_Description of the task:_ The answer must be an exact restatement of all the data.

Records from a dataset

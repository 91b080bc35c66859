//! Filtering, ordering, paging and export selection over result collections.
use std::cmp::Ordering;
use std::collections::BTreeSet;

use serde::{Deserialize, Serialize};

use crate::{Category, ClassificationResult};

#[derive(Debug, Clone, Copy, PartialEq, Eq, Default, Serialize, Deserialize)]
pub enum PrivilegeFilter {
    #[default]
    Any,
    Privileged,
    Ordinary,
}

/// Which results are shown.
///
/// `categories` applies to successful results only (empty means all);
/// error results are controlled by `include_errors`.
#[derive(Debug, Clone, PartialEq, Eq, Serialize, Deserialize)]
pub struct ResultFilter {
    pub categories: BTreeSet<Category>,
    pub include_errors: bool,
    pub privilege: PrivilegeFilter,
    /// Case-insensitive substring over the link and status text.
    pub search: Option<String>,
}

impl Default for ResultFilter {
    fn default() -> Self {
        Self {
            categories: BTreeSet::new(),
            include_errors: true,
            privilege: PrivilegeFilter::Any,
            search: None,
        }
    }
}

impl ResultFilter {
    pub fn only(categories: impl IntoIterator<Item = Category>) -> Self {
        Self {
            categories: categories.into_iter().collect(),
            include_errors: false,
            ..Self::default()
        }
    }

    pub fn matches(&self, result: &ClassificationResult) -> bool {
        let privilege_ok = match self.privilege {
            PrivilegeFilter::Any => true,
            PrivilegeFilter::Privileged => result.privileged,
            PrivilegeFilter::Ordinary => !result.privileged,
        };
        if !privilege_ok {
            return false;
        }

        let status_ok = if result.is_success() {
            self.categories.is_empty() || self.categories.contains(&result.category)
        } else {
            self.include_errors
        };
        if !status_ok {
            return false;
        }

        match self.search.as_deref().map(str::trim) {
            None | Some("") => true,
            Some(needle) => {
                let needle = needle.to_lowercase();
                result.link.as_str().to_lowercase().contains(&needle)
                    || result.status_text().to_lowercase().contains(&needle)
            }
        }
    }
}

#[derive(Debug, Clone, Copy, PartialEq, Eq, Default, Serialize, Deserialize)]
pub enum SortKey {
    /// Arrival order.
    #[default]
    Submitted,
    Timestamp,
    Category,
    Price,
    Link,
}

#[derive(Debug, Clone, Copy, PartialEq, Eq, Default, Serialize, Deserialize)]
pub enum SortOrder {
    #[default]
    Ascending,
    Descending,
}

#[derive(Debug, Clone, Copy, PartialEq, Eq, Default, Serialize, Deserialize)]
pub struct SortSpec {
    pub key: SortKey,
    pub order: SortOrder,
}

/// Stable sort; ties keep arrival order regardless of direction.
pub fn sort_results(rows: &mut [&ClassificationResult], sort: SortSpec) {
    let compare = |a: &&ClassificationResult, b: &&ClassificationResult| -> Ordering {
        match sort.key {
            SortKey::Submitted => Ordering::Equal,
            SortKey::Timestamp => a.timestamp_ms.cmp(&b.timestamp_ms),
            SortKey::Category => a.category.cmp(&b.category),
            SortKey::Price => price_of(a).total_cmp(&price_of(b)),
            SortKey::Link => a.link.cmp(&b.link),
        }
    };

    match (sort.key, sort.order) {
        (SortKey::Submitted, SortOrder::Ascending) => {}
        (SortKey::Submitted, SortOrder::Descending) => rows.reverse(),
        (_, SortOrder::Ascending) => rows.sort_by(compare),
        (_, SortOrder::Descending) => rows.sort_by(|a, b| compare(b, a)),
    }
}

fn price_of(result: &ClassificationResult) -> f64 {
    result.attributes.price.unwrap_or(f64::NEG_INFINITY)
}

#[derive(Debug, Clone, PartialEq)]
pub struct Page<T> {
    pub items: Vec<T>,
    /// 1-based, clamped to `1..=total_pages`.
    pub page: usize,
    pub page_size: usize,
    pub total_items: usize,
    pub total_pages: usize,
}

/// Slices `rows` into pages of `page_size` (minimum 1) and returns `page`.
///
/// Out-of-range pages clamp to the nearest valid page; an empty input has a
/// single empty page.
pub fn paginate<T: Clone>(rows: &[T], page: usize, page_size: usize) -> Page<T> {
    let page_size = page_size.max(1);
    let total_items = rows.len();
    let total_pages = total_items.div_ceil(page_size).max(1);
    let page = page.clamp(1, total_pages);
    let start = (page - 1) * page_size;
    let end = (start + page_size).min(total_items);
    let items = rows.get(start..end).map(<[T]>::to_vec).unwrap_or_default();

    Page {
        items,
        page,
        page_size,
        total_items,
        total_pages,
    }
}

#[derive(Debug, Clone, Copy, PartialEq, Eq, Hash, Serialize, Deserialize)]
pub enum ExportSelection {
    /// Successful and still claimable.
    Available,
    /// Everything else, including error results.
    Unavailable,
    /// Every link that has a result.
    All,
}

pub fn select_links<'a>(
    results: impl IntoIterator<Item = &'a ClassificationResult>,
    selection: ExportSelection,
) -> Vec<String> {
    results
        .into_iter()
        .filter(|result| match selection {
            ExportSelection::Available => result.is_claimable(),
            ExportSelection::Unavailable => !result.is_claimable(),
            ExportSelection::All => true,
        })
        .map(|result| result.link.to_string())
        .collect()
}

_Problem solution:_
repository 91b080bc35c66859
//! Filtering, ordering, paging and export selection over result collections.
use std::cmp::Ordering;
use std::collections::BTreeSet;

use serde::{Deserialize, Serialize};

use crate::{Category, ClassificationResult};

#[derive(Debug, Clone, Copy, PartialEq, Eq, Default, Serialize, Deserialize)]
pub enum PrivilegeFilter {
    #[default]
    Any,
    Privileged,
    Ordinary,
}

/// Which results are shown.
///
/// `categories` applies to successful results only (empty means all);
/// error results are controlled by `include_errors`.
#[derive(Debug, Clone, PartialEq, Eq, Serialize, Deserialize)]
pub struct ResultFilter {
    pub categories: BTreeSet<Category>,
    pub include_errors: bool,
    pub privilege: PrivilegeFilter,
    /// Case-insensitive substring over the link and status text.
    pub search: Option<String>,
}

impl Default for ResultFilter {
    fn default() -> Self {
        Self {
            categories: BTreeSet::new(),
            include_errors: true,
            privilege: PrivilegeFilter::Any,
            search: None,
        }
    }
}

impl ResultFilter {
    pub fn only(categories: impl IntoIterator<Item = Category>) -> Self {
        Self {
            categories: categories.into_iter().collect(),
            include_errors: false,
            ..Self::default()
        }
    }

    pub fn matches(&self, result: &ClassificationResult) -> bool {
        let privilege_ok = match self.privilege {
            PrivilegeFilter::Any => true,
            PrivilegeFilter::Privileged => result.privileged,
            PrivilegeFilter::Ordinary => !result.privileged,
        };
        if !privilege_ok {
            return false;
        }

        let status_ok = if result.is_success() {
            self.categories.is_empty() || self.categories.contains(&result.category)
        } else {
            self.include_errors
        };
        if !status_ok {
            return false;
        }

        match self.search.as_deref().map(str::trim) {
            None | Some("") => true,
            Some(needle) => {
                let needle = needle.to_lowercase();
                result.link.as_str().to_lowercase().contains(&needle)
                    || result.status_text().to_lowercase().contains(&needle)
            }
        }
    }
}

#[derive(Debug, Clone, Copy, PartialEq, Eq, Default, Serialize, Deserialize)]
pub enum SortKey {
    /// Arrival order.
    #[default]
    Submitted,
    Timestamp,
    Category,
    Price,
    Link,
}

#[derive(Debug, Clone, Copy, PartialEq, Eq, Default, Serialize, Deserialize)]
pub enum SortOrder {
    #[default]
    Ascending,
    Descending,
}

#[derive(Debug, Clone, Copy, PartialEq, Eq, Default, Serialize, Deserialize)]
pub struct SortSpec {
    pub key: SortKey,
    pub order: SortOrder,
}

/// Stable sort; ties keep arrival order regardless of direction.
pub fn sort_results(rows: &mut [&ClassificationResult], sort: SortSpec) {
    let compare = |a: &&ClassificationResult, b: &&ClassificationResult| -> Ordering {
        match sort.key {
            SortKey::Submitted => Ordering::Equal,
            SortKey::Timestamp => a.timestamp_ms.cmp(&b.timestamp_ms),
            SortKey::Category => a.category.cmp(&b.category),
            SortKey::Price => price_of(a).total_cmp(&price_of(b)),
            SortKey::Link => a.link.cmp(&b.link),
        }
    };

    match (sort.key, sort.order) {
        (SortKey::Submitted, SortOrder::Ascending) => {}
        (SortKey::Submitted, SortOrder::Descending) => rows.reverse(),
        (_, SortOrder::Ascending) => rows.sort_by(compare),
        (_, SortOrder::Descending) => rows.sort_by(|a, b| compare(b, a)),
    }
}

fn price_of(result: &ClassificationResult) -> f64 {
    result.attributes.price.unwrap_or(f64::NEG_INFINITY)
}

#[derive(Debug, Clone, PartialEq)]
pub struct Page<T> {
    pub items: Vec<T>,
    /// 1-based, clamped to `1..=total_pages`.
    pub page: usize,
    pub page_size: usize,
    pub total_items: usize,
    pub total_pages: usize,
}

/// Slices `rows` into pages of `page_size` (minimum 1) and returns `page`.
///
/// Out-of-range pages clamp to the nearest valid page; an empty input has a
/// single empty page.
pub fn paginate<T: Clone>(rows: &[T], page: usize, page_size: usize) -> Page<T> {
    let page_size = page_size.max(1);
    let total_items = rows.len();
    let total_pages = total_items.div_ceil(page_size).max(1);
    let page = page.clamp(1, total_pages);
    let start = (page - 1) * page_size;
    let end = (start + page_size).min(total_items);
    let items = rows.get(start..end).map(<[T]>::to_vec).unwrap_or_default();

    Page {
        items,
        page,
        page_size,
        total_items,
        total_pages,
    }
}

#[derive(Debug, Clone, Copy, PartialEq, Eq, Hash, Serialize, Deserialize)]
pub enum ExportSelection {
    /// Successful and still claimable.
    Available,
    /// Everything else, including error results.
    Unavailable,
    /// Every link that has a result.
    All,
}

pub fn select_links<'a>(
    results: impl IntoIterator<Item = &'a ClassificationResult>,
    selection: ExportSelection,
) -> Vec<String> {
    results
        .into_iter()
        .filter(|result| match selection {
            ExportSelection::Available => result.is_claimable(),
            ExportSelection::Unavailable => !result.is_claimable(),
            ExportSelection::All => true,
        })
        .map(|result| result.link.to_string())
        .collect()
}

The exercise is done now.